The Game Boy era was a simpler time; in the first-generation games, only three things could modify the value of stats in battle: stat stages, badge boosts, and status. (Critical hits ignored all stat modifiers, instead going off the user's out-of-battle Attack/Special stat and the target's out-of-battle Defense/Special stat, so note that all of these effects, including all the buggy aspects discussed below, are completely negated for critical hits.)
In the first three generations, the first, third, fifth and seventh badge (according to how the badges are ordered in the player menu) would give the player's Pokémon a boost to a certain stat.

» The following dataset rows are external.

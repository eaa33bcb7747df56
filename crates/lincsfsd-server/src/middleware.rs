use axum::{extract::Request, http::HeaderValue, middleware::Next, response::Response};
use tracing::Instrument;
use uuid::Uuid;

pub const REQUEST_ID_HEADER: &str = "x-request-id";

/// Newtype wrapping a request ID string, stored as a request extension.
#[derive(Debug, Clone)]
pub struct RequestId(pub String);

/// Axum middleware that extracts or generates a request ID.
///
/// If the incoming request has an `x-request-id` header, that value is used.
/// Otherwise a new `UUIDv4` is generated. The ID is:
/// - Inserted into request extensions as [`RequestId`]
/// - Attached to a `request` tracing span wrapping the handler
/// - Set on the response as the `x-request-id` header
pub async fn request_id(mut req: Request, next: Next) -> Response {
    let id = req
        .headers()
        .get(REQUEST_ID_HEADER)
        .and_then(|v| v.to_str().ok())
        .filter(|v| !v.trim().is_empty())
        .map_or_else(|| Uuid::new_v4().to_string(), String::from);

    req.extensions_mut().insert(RequestId(id.clone()));

    let span = tracing::info_span!("request", request_id = %id);
    let mut res = next.run(req).instrument(span).await;

    if let Ok(val) = HeaderValue::from_str(&id) {
        res.headers_mut().insert(REQUEST_ID_HEADER, val);
    }

    res
}
//! Optional hooks for inspecting raw upstream HTML.
//!
//! The client hands every fetched listing page to its [`DiagnosticSink`].
//! The default [`NoopSink`] discards it; [`RawHtmlFileSink`] keeps the most
//! recent page on disk for debugging selector drift.

use std::path::{Path, PathBuf};

/// Receives raw listing HTML after a successful fetch.
///
/// Called inline on the async fetch path. Implementations must not fail the
/// request and must not block: errors are theirs to log, and file or network
/// I/O belongs on a blocking thread.
pub trait DiagnosticSink: Send + Sync {
    fn listing_fetched(&self, url: &str, body: &str);
}

#[derive(Debug, Default, Clone, Copy)]
pub struct NoopSink;

impl DiagnosticSink for NoopSink {
    fn listing_fetched(&self, _url: &str, _body: &str) {}
}

/// Overwrites a single file with the latest listing page body.
///
/// Inside a tokio runtime the write runs on the blocking pool and is not
/// awaited, so two listings fetched back to back may land in either order.
#[derive(Debug, Clone)]
pub struct RawHtmlFileSink {
    path: PathBuf,
}

impl RawHtmlFileSink {
    #[must_use]
    pub fn new(path: impl Into<PathBuf>) -> Self {
        Self { path: path.into() }
    }
}

impl DiagnosticSink for RawHtmlFileSink {
    fn listing_fetched(&self, url: &str, body: &str) {
        let Ok(runtime) = tokio::runtime::Handle::try_current() else {
            write_raw_html(&self.path, url, body);
            return;
        };

        let path = self.path.clone();
        let url = url.to_owned();
        let body = body.to_owned();
        drop(runtime.spawn_blocking(move || write_raw_html(&path, &url, &body)));
    }
}

fn write_raw_html(path: &Path, url: &str, body: &str) {
    match std::fs::write(path, body) {
        Ok(()) => tracing::debug!(url, path = %path.display(), "wrote raw listing HTML"),
        Err(e) => tracing::warn!(
            url,
            path = %path.display(),
            error = %e,
            "could not write raw listing HTML"
        ),
    }
}
use thiserror::Error;

#[derive(Debug, Error)]
pub enum ScraperError {
    #[error("HTTP error: {0}")]
    Http(#[from] reqwest::Error),

    #[error("unexpected HTTP status {status} from {url}")]
    UnexpectedStatus { status: u16, url: String },

    #[error("invalid URL \"{url}\": {reason}")]
    InvalidUrl { url: String, reason: String },
}
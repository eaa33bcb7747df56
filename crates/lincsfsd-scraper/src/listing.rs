//! Parser for the directory's search results page.
//!
//! Each `div.result_hit` becomes one [`ListingHit`], in document order. The
//! hit keeps the raw relative link to its detail page; resolving and fetching
//! that page is the client's job.

use std::sync::LazyLock;

use lincsfsd_core::{DetailRecord, SearchResultRecord};
use scraper::{ElementRef, Html, Selector};

use crate::dom::{attr, element_text, first, first_text, selector, ANCHOR, ANCHOR_WITH_HREF};

static RESULT_HIT: LazyLock<Selector> = LazyLock::new(|| selector("div.result_hit"));
static HEADER: LazyLock<Selector> = LazyLock::new(|| selector("header"));
static HIT_CONTENT: LazyLock<Selector> = LazyLock::new(|| selector("div.hit-content"));
static TELEPHONE: LazyLock<Selector> = LazyLock::new(|| selector("span.comma_split_line"));
static EMAIL_LINK: LazyLock<Selector> = LazyLock::new(|| selector("a.contact_link[href]"));
static PARAGRAPH: LazyLock<Selector> = LazyLock::new(|| selector("p"));

const WEBSITE_LABEL: &str = "Website:";

/// One entry of the search results page, before its detail page is fetched.
#[derive(Debug, Clone, PartialEq, Eq)]
pub struct ListingHit {
    pub service_name: String,
    /// Detail page link exactly as it appears in the markup (usually relative).
    pub link: String,
    pub main_description: Option<String>,
    pub telephone: Option<String>,
    pub email: Option<String>,
    pub website: Option<String>,
}

impl ListingHit {
    #[must_use]
    pub fn into_record(self, details: DetailRecord) -> SearchResultRecord {
        SearchResultRecord {
            service_name: self.service_name,
            main_description: self.main_description,
            telephone: self.telephone,
            email: self.email,
            website: self.website,
            details,
        }
    }
}

/// Extracts every result entry from a search results page.
///
/// A page with no result containers yields an empty `Vec`. Entries without a
/// linked header are skipped with a warning since there is no detail page to
/// follow.
#[must_use]
pub fn parse_listing(html: &str) -> Vec<ListingHit> {
    let document = Html::parse_document(html);
    document
        .select(&RESULT_HIT)
        .enumerate()
        .filter_map(|(position, hit)| {
            let parsed = parse_hit(hit);
            if parsed.is_none() {
                tracing::warn!(position, "result entry has no header link; skipping");
            }
            parsed
        })
        .collect()
}

fn parse_hit(hit: ElementRef<'_>) -> Option<ListingHit> {
    let anchor = first(hit, &HEADER).and_then(|header| first(header, &ANCHOR))?;
    let link = attr(anchor, "href").filter(|href| !href.is_empty())?;

    Some(ListingHit {
        service_name: element_text(anchor),
        link,
        main_description: first_text(hit, &HIT_CONTENT),
        telephone: first_text(hit, &TELEPHONE),
        email: email(hit),
        website: website(hit),
    })
}

fn email(hit: ElementRef<'_>) -> Option<String> {
    let href = attr(first(hit, &EMAIL_LINK)?, "href")?;
    Some(strip_mailto(&href).to_owned())
}

fn strip_mailto(href: &str) -> &str {
    href.strip_prefix("mailto:").unwrap_or(href)
}

/// `href` of the first anchor inside the first paragraph labelled `Website:`
/// that actually carries a link.
fn website(hit: ElementRef<'_>) -> Option<String> {
    hit.select(&PARAGRAPH)
        .filter(|p| element_text(*p).contains(WEBSITE_LABEL))
        .find_map(|p| first(p, &ANCHOR_WITH_HREF).and_then(|a| attr(a, "href")))
}

#[cfg(test)]
#[path = "listing_test.rs"]
mod tests;
use axum::{
    body::Bytes,
    extract::{Query, State},
    http::Uri,
    response::{IntoResponse, Response},
    Extension, Json,
};
use lincsfsd_scraper::ScraperError;
use serde::Deserialize;

use super::{ApiError, AppState};
use crate::middleware::RequestId;

pub(super) const USAGE_MESSAGE: &str = "This HTTP triggered function executed successfully. Pass a url in the query string or in the request body.";

#[derive(Debug, Deserialize)]
struct SearchParams {
    url: Option<String>,
}

/// `GET|POST /lincolnfsd`: runs one directory search for the `url` given in
/// the query string or a JSON body.
///
/// A missing, empty or unusable `url` answers `200` with [`USAGE_MESSAGE`]
/// rather than an error status.
pub(super) async fn search_directory(
    State(state): State<AppState>,
    Extension(req_id): Extension<RequestId>,
    uri: Uri,
    body: Bytes,
) -> Response {
    let Some(search_url) = requested_url(&uri, &body) else {
        tracing::debug!("no url supplied; returning usage message");
        return USAGE_MESSAGE.into_response();
    };

    match state.client.search(&search_url).await {
        Ok(records) => {
            tracing::info!(records = records.len(), "directory search complete");
            Json(records).into_response()
        }
        Err(ScraperError::InvalidUrl { url, reason }) => {
            tracing::warn!(url = %url, reason = %reason, "unusable search url; returning usage message");
            USAGE_MESSAGE.into_response()
        }
        Err(e) => {
            tracing::error!(url = %search_url, error = %e, "directory search failed");
            ApiError::new(
                req_id.0,
                "upstream_error",
                format!("directory search failed: {e}"),
            )
            .into_response()
        }
    }
}

/// The query string wins; the JSON body is only consulted when the query
/// has no usable `url`.
fn requested_url(uri: &Uri, body: &[u8]) -> Option<String> {
    Query::<SearchParams>::try_from_uri(uri)
        .ok()
        .and_then(|Query(params)| non_empty(params.url))
        .or_else(|| {
            serde_json::from_slice::<SearchParams>(body)
                .ok()
                .and_then(|params| non_empty(params.url))
        })
}

fn non_empty(url: Option<String>) -> Option<String> {
    url.map(|u| u.trim().to_owned()).filter(|u| !u.is_empty())
}

#[cfg(test)]
mod tests {
    use std::sync::Arc;

    use axum::body::{to_bytes, Body};
    use axum::http::{header, Request, StatusCode};
    use axum::Router;
    use lincsfsd_scraper::DirectoryClient;
    use tower::ServiceExt;
    use wiremock::matchers::{method, path, query_param};
    use wiremock::{Mock, MockServer, ResponseTemplate};

    use super::*;
    use crate::api::build_app;

    const LISTING_PATH: &str = "/kb5/lincs/fsd/results.action";

    fn app_for(server: &MockServer) -> Router {
        let client = DirectoryClient::new(
            5,
            "lincsfsd-test/0.1",
            &format!("{}/kb5/lincs/fsd/", server.uri()),
        )
        .expect("client");
        build_app(AppState {
            client: Arc::new(client),
        })
    }

    fn search_target(server: &MockServer) -> String {
        format!("{}{LISTING_PATH}?qt=toddler", server.uri())
    }

    /// Request path with `target` percent-encoded into the `url` parameter.
    fn request_path(route: &str, target: &str) -> String {
        let url = reqwest::Url::parse_with_params(&format!("http://localhost{route}"), [("url", target)])
            .expect("request url");
        format!("{}?{}", url.path(), url.query().unwrap_or_default())
    }

    async fn mount_single_hit(server: &MockServer) {
        Mock::given(method("GET"))
            .and(path(LISTING_PATH))
            .and(query_param("nh", "10000"))
            .respond_with(ResponseTemplate::new(200).set_body_raw(
                r#"<html><body>
                     <div class="result_hit">
                       <header><a href="service.page?id=1">Café Stay &amp; Play</a></header>
                       <span class="comma_split_line">01522 111111</span>
                     </div>
                   </body></html>"#,
                "text/html; charset=utf-8",
            ))
            .mount(server)
            .await;
        Mock::given(method("GET"))
            .and(path("/kb5/lincs/fsd/service.page"))
            .and(query_param("id", "1"))
            .respond_with(ResponseTemplate::new(200).set_body_raw(
                r#"<html><body><div id="main_content"><h1>Café Stay &amp; Play</h1></div></body></html>"#,
                "text/html; charset=utf-8",
            ))
            .mount(server)
            .await;
    }

    async fn body_string(response: Response) -> String {
        let bytes = to_bytes(response.into_body(), usize::MAX)
            .await
            .expect("body bytes");
        String::from_utf8(bytes.to_vec()).expect("utf-8 body")
    }

    #[test]
    fn requested_url_prefers_query_over_body() {
        let uri: Uri = "/lincolnfsd?url=https%3A%2F%2Fa.example%2Fr%3Fq%3D1".parse().unwrap();
        let body = br#"{"url":"https://b.example/r?q=2"}"#;
        assert_eq!(
            requested_url(&uri, body).as_deref(),
            Some("https://a.example/r?q=1")
        );
    }

    #[test]
    fn requested_url_falls_back_to_body_when_query_empty() {
        let uri: Uri = "/lincolnfsd?url=".parse().unwrap();
        let body = br#"{"url":" https://b.example/r?q=2 "}"#;
        assert_eq!(
            requested_url(&uri, body).as_deref(),
            Some("https://b.example/r?q=2")
        );
    }

    #[test]
    fn requested_url_ignores_unparseable_body() {
        let uri: Uri = "/lincolnfsd".parse().unwrap();
        assert!(requested_url(&uri, b"url=https://x").is_none());
        assert!(requested_url(&uri, br#"["https://x"]"#).is_none());
        assert!(requested_url(&uri, b"").is_none());
    }

    #[tokio::test]
    async fn missing_url_returns_usage_message() {
        let server = MockServer::start().await;
        let response = app_for(&server)
            .oneshot(
                Request::builder()
                    .uri("/lincolnfsd")
                    .body(Body::empty())
                    .expect("request"),
            )
            .await
            .expect("response");

        assert_eq!(response.status(), StatusCode::OK);
        assert_eq!(body_string(response).await, USAGE_MESSAGE);
        assert!(server.received_requests().await.unwrap_or_default().is_empty());
    }

    #[tokio::test]
    async fn post_without_url_in_body_returns_usage_message() {
        let server = MockServer::start().await;
        let response = app_for(&server)
            .oneshot(
                Request::builder()
                    .method("POST")
                    .uri("/lincolnfsd")
                    .header(header::CONTENT_TYPE, "application/json")
                    .body(Body::from(r#"{"name":"Fred"}"#))
                    .expect("request"),
            )
            .await
            .expect("response");

        assert_eq!(response.status(), StatusCode::OK);
        assert_eq!(body_string(response).await, USAGE_MESSAGE);
    }

    #[tokio::test]
    async fn unusable_url_returns_usage_message() {
        let server = MockServer::start().await;
        let response = app_for(&server)
            .oneshot(
                Request::builder()
                    .uri(request_path("/lincolnfsd", "not a url"))
                    .body(Body::empty())
                    .expect("request"),
            )
            .await
            .expect("response");

        assert_eq!(response.status(), StatusCode::OK);
        assert_eq!(body_string(response).await, USAGE_MESSAGE);
    }

    #[tokio::test]
    async fn get_with_query_url_returns_json_records() {
        let server = MockServer::start().await;
        mount_single_hit(&server).await;

        let response = app_for(&server)
            .oneshot(
                Request::builder()
                    .uri(request_path("/lincolnfsd", &search_target(&server)))
                    .body(Body::empty())
                    .expect("request"),
            )
            .await
            .expect("response");

        assert_eq!(response.status(), StatusCode::OK);
        assert_eq!(
            response
                .headers()
                .get(header::CONTENT_TYPE)
                .and_then(|v| v.to_str().ok()),
            Some("application/json")
        );
        let body = body_string(response).await;
        assert!(body.contains("Café"), "non-ASCII should not be escaped: {body}");

        let json: serde_json::Value = serde_json::from_str(&body).expect("json parse");
        let records = json.as_array().expect("array body");
        assert_eq!(records.len(), 1);
        assert_eq!(records[0]["Service Name"], "Café Stay & Play");
        assert_eq!(records[0]["Telephone"], "01522 111111");
        assert!(records[0]["Email"].is_null());
        assert_eq!(records[0]["Details"]["Title"], "Café Stay & Play");
    }

    #[tokio::test]
    async fn post_with_json_body_url_returns_json_records() {
        let server = MockServer::start().await;
        mount_single_hit(&server).await;

        let body = serde_json::json!({ "url": search_target(&server) }).to_string();
        let response = app_for(&server)
            .oneshot(
                Request::builder()
                    .method("POST")
                    .uri("/api/lincolnfsd")
                    .header(header::CONTENT_TYPE, "application/json")
                    .body(Body::from(body))
                    .expect("request"),
            )
            .await
            .expect("response");

        assert_eq!(response.status(), StatusCode::OK);
        let json: serde_json::Value =
            serde_json::from_str(&body_string(response).await).expect("json parse");
        assert_eq!(json.as_array().map(Vec::len), Some(1));
    }

    #[tokio::test]
    async fn empty_listing_returns_empty_array() {
        let server = MockServer::start().await;
        Mock::given(method("GET"))
            .and(path(LISTING_PATH))
            .respond_with(
                ResponseTemplate::new(200)
                    .set_body_raw("<html><body></body></html>", "text/html"),
            )
            .mount(&server)
            .await;

        let response = app_for(&server)
            .oneshot(
                Request::builder()
                    .uri(request_path("/lincolnfsd", &search_target(&server)))
                    .body(Body::empty())
                    .expect("request"),
            )
            .await
            .expect("response");

        assert_eq!(response.status(), StatusCode::OK);
        assert_eq!(body_string(response).await, "[]");
    }

    #[tokio::test]
    async fn upstream_failure_returns_bad_gateway_envelope() {
        let server = MockServer::start().await;
        Mock::given(method("GET"))
            .and(path(LISTING_PATH))
            .respond_with(ResponseTemplate::new(500))
            .mount(&server)
            .await;

        let response = app_for(&server)
            .oneshot(
                Request::builder()
                    .uri(request_path("/lincolnfsd", &search_target(&server)))
                    .header("x-request-id", "search-err-1")
                    .body(Body::empty())
                    .expect("request"),
            )
            .await
            .expect("response");

        assert_eq!(response.status(), StatusCode::BAD_GATEWAY);
        let json: serde_json::Value =
            serde_json::from_str(&body_string(response).await).expect("json parse");
        assert_eq!(json["error"]["code"], "upstream_error");
        assert_eq!(json["meta"]["request_id"], "search-err-1");
    }
}
use std::net::SocketAddr;
use std::path::PathBuf;

#[derive(Debug, Clone, PartialEq, Eq)]
pub enum Environment {
    Development,
    Test,
    Production,
}

impl std::fmt::Display for Environment {
    fn fmt(&self, f: &mut std::fmt::Formatter<'_>) -> std::fmt::Result {
        match self {
            Environment::Development => write!(f, "development"),
            Environment::Test => write!(f, "test"),
            Environment::Production => write!(f, "production"),
        }
    }
}

/// Runtime settings shared by the server and the CLI.
#[derive(Debug, Clone)]
pub struct AppConfig {
    pub env: Environment,
    pub bind_addr: SocketAddr,
    pub log_level: String,
    pub request_timeout_secs: u64,
    /// User agent for detail-page requests. The listing request always
    /// presents a browser user agent instead.
    pub user_agent: String,
    /// Base that relative result links are resolved against. Always ends in `/`.
    pub detail_base_url: String,
    /// Maximum number of detail pages fetched at once. `1` means sequential.
    pub detail_concurrency: usize,
    /// When set, the raw listing HTML of the latest search is written here.
    pub raw_html_log_path: Option<PathBuf>,
}
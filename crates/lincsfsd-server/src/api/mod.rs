mod search;

use std::sync::Arc;

use axum::{
    http::{header, HeaderName, Method, StatusCode},
    response::IntoResponse,
    routing::get,
    Extension, Json, Router,
};
use chrono::{DateTime, Utc};
use lincsfsd_scraper::DirectoryClient;
use serde::Serialize;
use tower::ServiceBuilder;
use tower_http::{cors::CorsLayer, trace::TraceLayer};

use crate::middleware::{request_id, RequestId, REQUEST_ID_HEADER};

#[derive(Clone)]
pub struct AppState {
    pub client: Arc<DirectoryClient>,
}

#[derive(Debug, Serialize)]
pub struct ApiResponse<T: Serialize> {
    pub data: T,
    pub meta: ResponseMeta,
}

#[derive(Debug, Serialize)]
pub struct ResponseMeta {
    pub request_id: String,
    pub timestamp: DateTime<Utc>,
}

#[derive(Debug, Serialize)]
pub struct ApiError {
    pub error: ErrorBody,
    pub meta: ResponseMeta,
}

#[derive(Debug, Serialize)]
pub struct ErrorBody {
    pub code: String,
    pub message: String,
}

#[derive(Debug, Serialize, PartialEq, Eq)]
struct HealthData {
    status: &'static str,
}

impl ResponseMeta {
    pub(super) fn new(request_id: String) -> Self {
        Self {
            request_id,
            timestamp: Utc::now(),
        }
    }
}

impl ApiError {
    pub fn new(
        request_id: impl Into<String>,
        code: impl Into<String>,
        message: impl Into<String>,
    ) -> Self {
        Self {
            error: ErrorBody {
                code: code.into(),
                message: message.into(),
            },
            meta: ResponseMeta::new(request_id.into()),
        }
    }
}

impl IntoResponse for ApiError {
    fn into_response(self) -> axum::response::Response {
        let status = match self.error.code.as_str() {
            "upstream_error" => StatusCode::BAD_GATEWAY,
            "bad_request" => StatusCode::BAD_REQUEST,
            _ => StatusCode::INTERNAL_SERVER_ERROR,
        };
        (status, Json(self)).into_response()
    }
}

fn build_cors() -> CorsLayer {
    CorsLayer::new()
        .allow_origin(tower_http::cors::Any)
        .allow_methods([Method::GET, Method::POST])
        .allow_headers([header::CONTENT_TYPE, HeaderName::from_static(REQUEST_ID_HEADER)])
}

/// `/api/lincolnfsd` mirrors the route prefix the function host used, so
/// existing callers keep working.
pub fn build_app(state: AppState) -> Router {
    Router::new()
        .route("/health", get(health))
        .route(
            "/lincolnfsd",
            get(search::search_directory).post(search::search_directory),
        )
        .route(
            "/api/lincolnfsd",
            get(search::search_directory).post(search::search_directory),
        )
        .layer(
            ServiceBuilder::new()
                .layer(axum::middleware::from_fn(request_id))
                .layer(TraceLayer::new_for_http())
                .layer(build_cors()),
        )
        .with_state(state)
}

async fn health(Extension(req_id): Extension<RequestId>) -> impl IntoResponse {
    Json(ApiResponse {
        data: HealthData { status: "ok" },
        meta: ResponseMeta::new(req_id.0),
    })
}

In Red, Blue and Yellow, Brock's Boulderbadge boosts Attack, Lt. Surge's Thunderbadge boosts Defense, Koga's Soulbadge boosts Speed, and Blaine's Volcanobadge boosts Special. (Note that the game will tell you the Thunderbadge boosts Speed and the Soulbadge boosts Defense, but it is in fact the other way around. The intended order of the gyms may have been changed at some stage in development.) The badge boost is 12.5% - meaning the stats corresponding to those badges you do have will actually be 12.5% higher in battle than the stats you see on your Pokémon's summary screen.
This refers to how when a Pokémon is paralyzed, its Speed is dropped to 1/4 of its previous value, and when a Pokémon is burned, its Attack is dropped to half of its previous value. Both of these effects should in theory persist for as long as the Pokémon is afflicted with the relevant status, and vanish when it is cured of it.
Stat stages are what is changing when you see a message like "[Pokémon]'s ATTACK greatly rose!" or "[Pokémon]'s DEFENSE fell!" For general information on stat stages, see my Stat Stages section. R/B/Y stat stages in principle are supposed to work as described there. For the rest of this page, I will assume you know how stat stages generally work.
How Things Actually Work
When a Pokémon is Sent Out
When the player sends a new Pokémon out into battle, its stats are set to its out-of-battle stats; then, if it is paralyzed its Speed will be quartered; then, if it is burned its Attack will be halved; and then those of its stats that the player has the corresponding badges for will be boosted by 12.5%. This is as expected. Similarly, when an opposing trainer sends a new Pokémon out into battle (or a wild one appears), its stats are set to its out-of-battle stats; if it is paralyzed its Speed will be quartered; and if it is burned its Attack will be halved. (Wild Pokémon and NPCs don't have badges, and badge boosts are not applied at all in link battles.)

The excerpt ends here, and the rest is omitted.